I guess when I think about that lineage and my own work in this group, and then particularly my work with American Indian communities and epistemologies, I’m hesitant when I say human-centered and I’m only saying human-centered insofar as I want it to mean not tech-centered. [That’s] what I mean when I say that, right? I don’t want it to be tech-centered, or I want it to be more in this relational model of…when I ask a question about how people work, what people need, the ethics of a situation, whatever, I want to look at the humans in the situation, the land they’re on, the politics in that situation. The technology is part of that too, right? All those things in constellation and relation to each other and the ways they pivot and circulate and constellate with each other. But when I say human-centered focus, especially when I’m thinking about CEDAR, I really just say “human-centered” insofar as I don’t…and I don’t think any of us, and myself in particular, are focused on the tools solely without all those other things that constellate around it.
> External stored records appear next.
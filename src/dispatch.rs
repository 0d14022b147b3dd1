// SPDX-License-Identifier: AGPL-3.0-or-later
//
// Copyright (C) 2026 Relational Network

//! # Inbound Dispatch
//!
//! Translates gateway events (text messages, button presses) into calls on
//! the provisioning machine and the purchase orchestrator, and renders
//! their outcomes as outbound messages. Every path returns a reply; errors
//! become user-facing text, never a dropped update.
//!
//! Text routing precedence for an operator with an in-progress upload:
//! second-factor password, then the post-sign-in choice, then the code,
//! then the phone number. Free text from anyone else is treated as a
//! command.

use std::sync::Arc;

use tracing::warn;

use crate::config::ShopConfig;
use crate::error::ShopError;
use crate::gateway::{Button, OutboundMessage};
use crate::models::PrincipalId;
use crate::provisioning::{ProvisionReply, ProvisioningMachine, UploadStep};
use crate::purchase::PurchaseOrchestrator;
use crate::storage::ShopDatabase;

/// Routes inbound chat events to the shop components.
pub struct Dispatcher {
    db: Arc<ShopDatabase>,
    provisioning: ProvisioningMachine,
    purchase: PurchaseOrchestrator,
    config: Arc<ShopConfig>,
}

impl Dispatcher {
    pub fn new(
        db: Arc<ShopDatabase>,
        provisioning: ProvisioningMachine,
        purchase: PurchaseOrchestrator,
        config: Arc<ShopConfig>,
    ) -> Self {
        Self {
            db,
            provisioning,
            purchase,
            config,
        }
    }

    /// Handle a free-text message.
    pub async fn handle_text(
        &self,
        principal: PrincipalId,
        username: Option<&str>,
        text: &str,
    ) -> OutboundMessage {
        let text = text.trim();

        // Commands always win; an operator mid-upload gets any other text
        // routed into the flow.
        if !text.starts_with('/') {
            if self.config.is_operator(principal) {
                if let Some(step) = self.provisioning.current_step(principal) {
                    return self.handle_upload_text(principal, step, text).await;
                }
            }
            return OutboundMessage::text(
                "Use /start to browse accounts or /balance to check your balance.",
            );
        }

        match text {
            "/start" => self.render_catalog(),
            "/balance" => self.render_balance(principal, username),
            "/stock" => self.render_stock(),
            "/upload" => {
                if self.config.is_operator(principal) {
                    self.render_upload_menu()
                } else {
                    OutboundMessage::text("⛔ You are not authorized to upload accounts.")
                }
            }
            "/cancel" => match self.provisioning.cancel(principal) {
                Ok(_) => OutboundMessage::text("❌ Upload cancelled."),
                Err(_) => OutboundMessage::text("Nothing to cancel."),
            },
            _ => OutboundMessage::text(
                "Unknown command. Use /start to browse accounts or /balance to check your balance.",
            ),
        }
    }

    /// Handle a button press identified by its action token.
    pub async fn handle_button(
        &self,
        principal: PrincipalId,
        username: Option<&str>,
        action: &str,
    ) -> OutboundMessage {
        if let Some(country) = action.strip_prefix("upload_country_") {
            if !self.config.is_operator(principal) {
                return OutboundMessage::text("⛔ You are not authorized to upload accounts.");
            }
            return match self.provisioning.start(principal, country) {
                Ok(ProvisionReply::PhonePrompt { country }) => OutboundMessage::text(format!(
                    "📤 Uploading a {country} account.\n\nSend the phone number in international format (e.g. `+12025550123`)."
                )),
                Ok(other) => self.render_provision_reply(other),
                Err(e) => self.render_error(e),
            };
        }

        if let Some(country) = action.strip_prefix("country_") {
            return match self.purchase.select_country(principal, username, country).await {
                Ok(ticket) => OutboundMessage::text(format!(
                    "✅ **Number Reserved**\n\n📱 **Number:** `{}`\n💵 **Price:** ${:.2}\n\nLog in with this number on your device; the OTP will be forwarded here when it arrives.",
                    ticket.phone, ticket.price
                )),
                Err(e) => self.render_error(e),
            };
        }

        if let Some(id) = parse_account_action(action, "getotp_") {
            return match self.purchase.request_new_code(principal, id) {
                Ok(()) => OutboundMessage::text(
                    "🔄 Waiting for a new OTP. Request the code on your device now.",
                ),
                Err(e) => self.render_error(e),
            };
        }

        if let Some(id) = parse_account_action(action, "done_") {
            return match self.purchase.confirm_done(principal, id).await {
                Ok(entry) => OutboundMessage::text(format!(
                    "🎉 **Purchase Complete**\n\n💵 **Charged:** ${:.2}\n\nThe account is now yours.",
                    entry.amount
                )),
                Err(e) => self.render_error(e),
            };
        }

        warn!(principal = %principal, action, "Unrecognized button action");
        OutboundMessage::text("This button is no longer valid.")
    }

    async fn handle_upload_text(
        &self,
        operator: PrincipalId,
        step: UploadStep,
        text: &str,
    ) -> OutboundMessage {
        let outcome = match step {
            UploadStep::AwaitingSecondFactor => {
                self.provisioning.submit_second_factor(operator, text).await
            }
            UploadStep::AwaitingSecondFactorChoice { .. } => {
                self.provisioning.submit_second_factor_choice(operator, text)
            }
            UploadStep::AwaitingCode => self.provisioning.submit_code(operator, text).await,
            UploadStep::AwaitingPhone => self.provisioning.submit_phone(operator, text).await,
        };
        match outcome {
            Ok(reply) => self.render_provision_reply(reply),
            Err(e) => self.render_error(e),
        }
    }

    fn render_provision_reply(&self, reply: ProvisionReply) -> OutboundMessage {
        match reply {
            ProvisionReply::PhonePrompt { country } => OutboundMessage::text(format!(
                "📤 Uploading a {country} account.\n\nSend the phone number in international format."
            )),
            ProvisionReply::CodeRequested { phone } => OutboundMessage::text(format!(
                "📨 Verification code sent to `{phone}`.\n\nSend the code here once it arrives."
            )),
            ProvisionReply::SecondFactorPrompt => OutboundMessage::text(
                "🔐 This account has a 2FA password.\n\nSend it here, or send `cancel` to abort.",
            ),
            ProvisionReply::SecondFactorPending => {
                OutboundMessage::text("🔐 Still waiting for the 2FA password.")
            }
            ProvisionReply::SignedIn { phone, .. } => OutboundMessage::text(format!(
                "✅ Signed in to `{phone}` and saved it as available.\n\nSend the 2FA password to store it, `skip` to leave it unset, or `cancel` to discard the account."
            )),
            ProvisionReply::Finalized {
                phone,
                second_factor_set,
                ..
            } => {
                if second_factor_set {
                    OutboundMessage::text(format!(
                        "✅ Account `{phone}` uploaded with its 2FA password."
                    ))
                } else {
                    OutboundMessage::text(format!("✅ Account `{phone}` uploaded."))
                }
            }
            ProvisionReply::Aborted => OutboundMessage::text("❌ Upload cancelled."),
        }
    }

    fn render_catalog(&self) -> OutboundMessage {
        let mut countries: Vec<(&String, &f64)> = self.config.country_prices.iter().collect();
        countries.sort_by(|a, b| a.0.cmp(b.0));

        let buttons = countries
            .chunks(2)
            .map(|pair| {
                pair.iter()
                    .map(|(code, price)| {
                        Button::new(format!("{code} (${price:.0})"), format!("country_{code}"))
                    })
                    .collect()
            })
            .collect();
        OutboundMessage::with_buttons(
            "🛒 **Account Shop**\n\nPick a country to buy a number:",
            buttons,
        )
    }

    fn render_upload_menu(&self) -> OutboundMessage {
        let mut countries: Vec<&String> = self.config.country_prices.keys().collect();
        countries.sort();

        let buttons = countries
            .chunks(2)
            .map(|pair| {
                pair.iter()
                    .map(|code| Button::new((*code).clone(), format!("upload_country_{code}")))
                    .collect()
            })
            .collect();
        OutboundMessage::with_buttons("📤 Pick the country of the account to upload:", buttons)
    }

    fn render_balance(&self, principal: PrincipalId, username: Option<&str>) -> OutboundMessage {
        match self.db.get_or_create_user(principal, username) {
            Ok(user) => {
                OutboundMessage::text(format!("💰 **Balance:** ${:.2}", user.balance))
            }
            Err(e) => {
                warn!(principal = %principal, error = %e, "Balance lookup failed");
                OutboundMessage::text("⚠️ Could not load your balance. Try again.")
            }
        }
    }

    fn render_stock(&self) -> OutboundMessage {
        match self.db.list_accounts() {
            Ok(accounts) => {
                let mut per_country: std::collections::BTreeMap<String, usize> =
                    std::collections::BTreeMap::new();
                for account in accounts {
                    if account.status == crate::models::AccountStatus::Available {
                        *per_country.entry(account.country).or_default() += 1;
                    }
                }
                if per_country.is_empty() {
                    return OutboundMessage::text("📦 No accounts in stock right now.");
                }
                let mut text = String::from("📦 **In Stock**\n");
                for (country, count) in per_country {
                    text.push_str(&format!("\n{country}: {count}"));
                }
                OutboundMessage::text(text)
            }
            Err(e) => {
                warn!(error = %e, "Stock listing failed");
                OutboundMessage::text("⚠️ Could not load stock. Try again.")
            }
        }
    }

    fn render_error(&self, err: ShopError) -> OutboundMessage {
        let text = match &err {
            ShopError::InvalidInput(reason) => format!("⚠️ {reason}."),
            ShopError::InvalidPhone => {
                "⚠️ The provider rejected that phone number. Send a different one.".into()
            }
            ShopError::InvalidCode => "⚠️ Wrong code. Try again.".into(),
            ShopError::IncorrectPassword => "⚠️ Wrong 2FA password. Try again.".into(),
            ShopError::NoSession => "⚠️ No upload in progress. Use /upload to start one.".into(),
            ShopError::RetryLimitExceeded => {
                "❌ Too many failed attempts. The upload was cancelled.".into()
            }
            ShopError::NotFound(what) => format!("⚠️ {what} no longer exists."),
            ShopError::StatusConflict { .. } => {
                "⚠️ That account is not held by you anymore.".into()
            }
            ShopError::OutOfStock(country) => {
                format!("😔 No {country} numbers in stock right now. Check back later.")
            }
            ShopError::InsufficientBalance { required, balance } => format!(
                "💸 Insufficient balance: this costs ${required:.2}, you have ${balance:.2}."
            ),
            ShopError::Provider(_) | ShopError::Store(_) => {
                warn!(error = %err, "Dispatch hit an internal failure");
                "⚠️ Something went wrong. Try again in a moment.".into()
            }
        };
        OutboundMessage::text(text)
    }
}

/// Parse `prefix` + account id tokens like `getotp_17`.
fn parse_account_action(action: &str, prefix: &str) -> Option<u64> {
    action.strip_prefix(prefix)?.parse().ok()
}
CHAMBLISS: Yeah. I mean, I think for myself, I do think of CEDAR as a community-centric exercise. I’m like Kristin, at some level. At some point, someone just said to me, “You’re our DH person because you’re at school and no one else is doing it.” That old saying, “In a room full of blind people, a one-eyed man…” It’s that kind of thing. Then you start to think about, at least from my own perspective, I started thinking about, “Well, what does that actually mean given my focus on community?” Because, if forced, I always say like, “Yeah, I do Black DH. I’m working on Black community around [a] very particular set of things.” There are very particular kinds of people I’m trying to emulate and trying to understand what they’re doing. The goals are not necessarily academic goals. It’s like, “Did the community enjoy what I did? Did they get some value out of it?” It did not matter [to] my own job because I would get tenure on other things. I literally would just be like, “Is everybody okay with what we did?” And [it] really inspired my praxis that was informed by our conversations because, after a while, when you work with a group, their needs become clear and you can follow up on them, right? Even if they don’t necessarily say, “We want you to do this,” if you work closely enough with them that they want X at some level, then you can check in. I always thought that CEDAR was supposed to be down at some very basic level, but at the same time, we are a collective.
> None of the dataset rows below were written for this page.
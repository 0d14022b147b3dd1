// SPDX-License-Identifier: AGPL-3.0-or-later
//
// Copyright (C) 2026 Relational Network

//! # Core Data Models
//!
//! Persistent row types for the shop: provisioned accounts, buyers, and the
//! append-only transaction ledger, plus the reservation metadata blob that
//! rides on a reserved account.
//!
//! ## Reservation metadata
//!
//! Reservation metadata is persisted on the account row as a raw JSON string
//! rather than a typed field. A reserved row with a missing or unparseable
//! blob is treated as expired by the sweeper, so corruption can never leave
//! an account stuck in `reserved`.

use chrono::{DateTime, Utc};
use serde::{Deserialize, Serialize};

// =============================================================================
// Principal Type
// =============================================================================

/// Numeric identity of a buyer or operator on the messaging gateway.
#[derive(Debug, Clone, Copy, Serialize, Deserialize, PartialEq, Eq, PartialOrd, Ord, Hash)]
pub struct PrincipalId(pub i64);

impl std::fmt::Display for PrincipalId {
    fn fmt(&self, f: &mut std::fmt::Formatter<'_>) -> std::fmt::Result {
        write!(f, "{}", self.0)
    }
}

impl From<i64> for PrincipalId {
    fn from(value: i64) -> Self {
        PrincipalId(value)
    }
}

// =============================================================================
// Account Models
// =============================================================================

/// Lifecycle status of a provisioned account.
#[derive(Debug, Clone, Copy, PartialEq, Eq, Serialize, Deserialize)]
#[serde(rename_all = "lowercase")]
pub enum AccountStatus {
    /// Listed and purchasable
    Available,
    /// Temporarily held for one buyer, with an expiry deadline
    Reserved,
    /// Purchased; never offered again
    Sold,
}

/// Reservation metadata stored (as JSON text) on a reserved account row.
#[derive(Debug, Clone, Serialize, Deserialize, PartialEq)]
pub struct Reservation {
    /// Buyer holding the reservation.
    pub reserved_by: PrincipalId,
    /// When the hold was taken.
    pub reserved_at: DateTime<Utc>,
    /// Deadline after which the sweeper releases the hold.
    pub reserved_until: DateTime<Utc>,
}

impl Reservation {
    /// Build a reservation for `buyer` expiring `ttl_minutes` from now.
    pub fn for_buyer(buyer: PrincipalId, ttl_minutes: i64) -> Self {
        let now = Utc::now();
        Self {
            reserved_by: buyer,
            reserved_at: now,
            reserved_until: now + chrono::Duration::minutes(ttl_minutes),
        }
    }

    /// Whether the reservation deadline has passed.
    pub fn is_expired(&self) -> bool {
        self.reserved_until < Utc::now()
    }
}

/// A provisioned network identity held for sale.
#[derive(Debug, Clone, Serialize, Deserialize)]
pub struct Account {
    /// Unique account identifier.
    pub id: u64,
    /// ISO country code the phone number belongs to.
    pub country: String,
    /// Phone identifier in international format.
    pub phone: String,
    /// Filename of the opaque credential blob in the credential store.
    pub credential_ref: String,
    /// Optional second-factor password, stored verbatim.
    pub second_factor: Option<String>,
    /// Operator who provisioned the account.
    pub uploaded_by: Option<PrincipalId>,
    /// Current lifecycle status.
    pub status: AccountStatus,
    /// Sale price, fixed at provisioning time.
    pub price: f64,
    /// Raw reservation metadata JSON; `Some` only while reserved.
    pub metadata: Option<String>,
    /// When the account was provisioned.
    pub created_at: DateTime<Utc>,
}

impl Account {
    /// Parse the reservation metadata blob, if present and well-formed.
    pub fn reservation(&self) -> Option<Reservation> {
        self.metadata
            .as_deref()
            .and_then(|raw| serde_json::from_str(raw).ok())
    }
}

// =============================================================================
// User Model
// =============================================================================

/// A buyer or operator identity with a monetary balance.
///
/// Users are created lazily on first interaction with a zero balance.
#[derive(Debug, Clone, Serialize, Deserialize)]
pub struct User {
    /// Gateway principal id.
    pub id: PrincipalId,
    /// Last known gateway username.
    pub username: Option<String>,
    /// Spendable balance.
    pub balance: f64,
    /// When the user first interacted.
    pub created_at: DateTime<Utc>,
}

// =============================================================================
// Transaction Ledger
// =============================================================================

/// Kind of ledger entry.
#[derive(Debug, Clone, Copy, PartialEq, Eq, Serialize, Deserialize)]
#[serde(rename_all = "snake_case")]
pub enum TxKind {
    /// Buyer purchased an account
    Purchase,
    /// Operator credited a balance
    AdminTopup,
    /// Operator debited a balance
    AdminDeduction,
}

/// Immutable audit ledger entry. Never mutated after insertion.
#[derive(Debug, Clone, Serialize, Deserialize)]
pub struct Transaction {
    /// Unique ledger entry id.
    pub id: uuid::Uuid,
    /// User the entry applies to.
    pub user_id: PrincipalId,
    /// Account involved, when the entry is a purchase.
    pub account_id: Option<u64>,
    /// Signed amount (negative for deductions).
    pub amount: f64,
    /// Entry kind.
    pub kind: TxKind,
    /// When the entry was recorded.
    pub created_at: DateTime<Utc>,
}

impl Transaction {
    /// Record a new ledger entry stamped with the current time.
    pub fn new(user_id: PrincipalId, account_id: Option<u64>, amount: f64, kind: TxKind) -> Self {
        Self {
            id: uuid::Uuid::new_v4(),
            user_id,
            account_id,
            amount,
            kind,
            created_at: Utc::now(),
        }
    }
}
For a lot of people who might know about Michigan State University, I sometimes joke, but it’s not really a joke. It’s like the Mecca of digital things. There are a lot of digital things we can associate with MSU. Some of those things are, in digital terms, I don’t mean this in a bad way, ancient. Like H-Net, Matrix, these things are old. In digital terms, they’re super old. They’re very important, but they’re super old. They have a lot of cultural currency; so, as a group, we’re coming in and, at some level, having these conversations about what CEDAR is as a group and it fits into the infrastructure of DH. That really, I think, has been one of the most interesting and rewarding conversations for me as we talk about what could CEDAR do. What could CEDAR do? Is it going to be a CEDAR thing or is it going to be—to continue with my X-Men analogy—we’re all off on our individual adventures and only come together when there’s trouble. That really opens up the question of this evolution, and it’s important to recognize as a new initiative we’ve had really just this one year [to] all be here together because we were hired [from] rival campuses at different times.
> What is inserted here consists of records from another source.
// ── Assistant Engine ───────────────────────────────────────────────────────
// The page-aware chat pipeline: scan the hosting document, assemble one
// prompt per user turn, call the model, act on the commands embedded in the
// reply. The rendering surface is injected (surface.rs), so everything here
// runs headlessly.

pub mod assistant;
pub mod brain;
pub mod commands;
pub mod config;
pub mod context;
pub mod providers;
pub mod scanner;
pub mod surface;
We’ve gone through a process of stabilizing, getting to know each other, meeting, writing bylaws, and this bigger question of what could CEDAR be given our values. Because, I think we share a lot of the same values. It’s something we’re still talking about. There’s no right answer or wrong answer to this next question: how do we forecast CEDAR moving forward, or what do we hope for? But I think it’d be really interesting to think about what CEDAR as an entity, as a research collaborative. [In that way, what] might [it] possibly do for us as individual members of the collaborative, but also as a collaborative act? What is CEDAR going to take on for itself? I want to throw that question out to Sharon first and then we’ll go around and talk about that, too. What could CEDAR be in that context?
LEON: You had to start with me because, just like everybody else in the conversation at the moment, I’m still trying to figure that out. One way to go about this is for us to decide we want to undertake some shared ventures. I think the ways we could undertake those shared ventures might be about trying to identify people who share our values, who might need some support and scaffolding and infrastructure to do similar kinds of work that the rest of us have undertaken in a variety of places throughout our careers. All of us have had winding careers in lots of little pockets here and there, and [we’ve] done a lot of different things. But I think together, the four of us could think about the ways we could try to provide some of that metacognitive stuff for other people in the field. Digital Humanities is so often a field, and I’m fully in sync with this—doing things we often don’t get the excuse to really step back and articulate the values around the choices we make and those sorts of things. Or how to articulate frameworks that let people carry those values forward. I think that that could be one of the really valuable things we could do together.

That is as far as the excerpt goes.